AR Shivakumar is a wonderman whose house runs completely on harvested rain water and never goes dry unlike the silicon city of India. In 1994, he built a 2,400 sq ft house using rain water. His skills as a scientist helped him study the rainfall patterns of the last 100 years and work out an efficient model that will conserve every drop of rain water. He works as principal investigator – rain water harvesting – with Karnataka State Council for Science and Technology, Indian Institute of Science, Bangalore and is a big believer of sustainable living and renewable energy.
“First, we listed the requirements for a house: energy, good comfort living, air, water,” he says. “We found to our surprise that the answer is with nature and not with the Karnataka electricity or water board.” His system is so efficient and flawless that he doesn’t even have a municipal water connection at his house.
While Bengaluru struggles in hot, dry summer for drinking water, Shivakumar has water in access that he had stored months ago in the rainy season. In an average season, Bengaluru receives around 900-1,000 millimeters of rainfall. I translate my share of the rain water, that is 2,30,000 litres of water, into several levels of storages after proper filtrations. This is far more than their actual requirement. They store 85 percent of the water that their house receives. Their drinking water also comes from the skies above.
Not just this he also recycles the water he uses. The water from the kitchen goes to water his garden while the drainage from the washing machine is used for flushing the toilet. It is a family effort.
Cauvery, the closest perennial river, flows over 100 km away and at an altitude that is nearly 1,000 feet lower than Bengaluru’s, making it extremely expensive to pump water to the city’s residential areas.
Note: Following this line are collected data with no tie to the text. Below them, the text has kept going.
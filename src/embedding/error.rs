use std::path::PathBuf;
use thiserror::Error;

#[derive(Debug, Error)]
pub enum EmbeddingError {
    #[error("embedding model not found at path: {path}")]
    ModelNotFound { path: PathBuf },

    #[error("failed to load embedding model: {reason}")]
    ModelLoadFailed { reason: String },

    #[error("embedding inference failed: {reason}")]
    InferenceFailed { reason: String },

    #[error("tokenization failed: {reason}")]
    TokenizationFailed { reason: String },

    #[error("invalid embedder configuration: {reason}")]
    InvalidConfig { reason: String },
}

impl From<candle_core::Error> for EmbeddingError {
    fn from(err: candle_core::Error) -> Self {
        EmbeddingError::InferenceFailed {
            reason: err.to_string(),
        }
    }
}

impl From<std::io::Error> for EmbeddingError {
    fn from(err: std::io::Error) -> Self {
        EmbeddingError::ModelLoadFailed {
            reason: err.to_string(),
        }
    }
}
Also, with the city’s population swelling over the years, ground water levels have decreased sharply.
Rainwater harvesting is not a new concept but a very few people care to implement it with dedication like AR Shivakumar. His expertise and technical know-how is now being utilised by the government of Meghalaya to build a RWH infrastructure in the state. Home to Mawsynram and Cherrapunji (the wettest places in India), Meghalaya receives one of the highest rainfall in India, but still suffers from acute water scarcity when the precipitations drop sharply from November until March.
“Nature holds the answers to the problem of urban water scarcity. Contrary to popular belief, rainfall in Bengaluru has actually gone up in the last few years but much of it goes unharnessed. We must catch the rain wherever and whenever it falls. If even half of the houses in the city (that are similar to mine) are retrofitted with RWH systems, Bengaluru may never face water scarcity. And this goes for other Indian cities too,” concludes Shivakumar.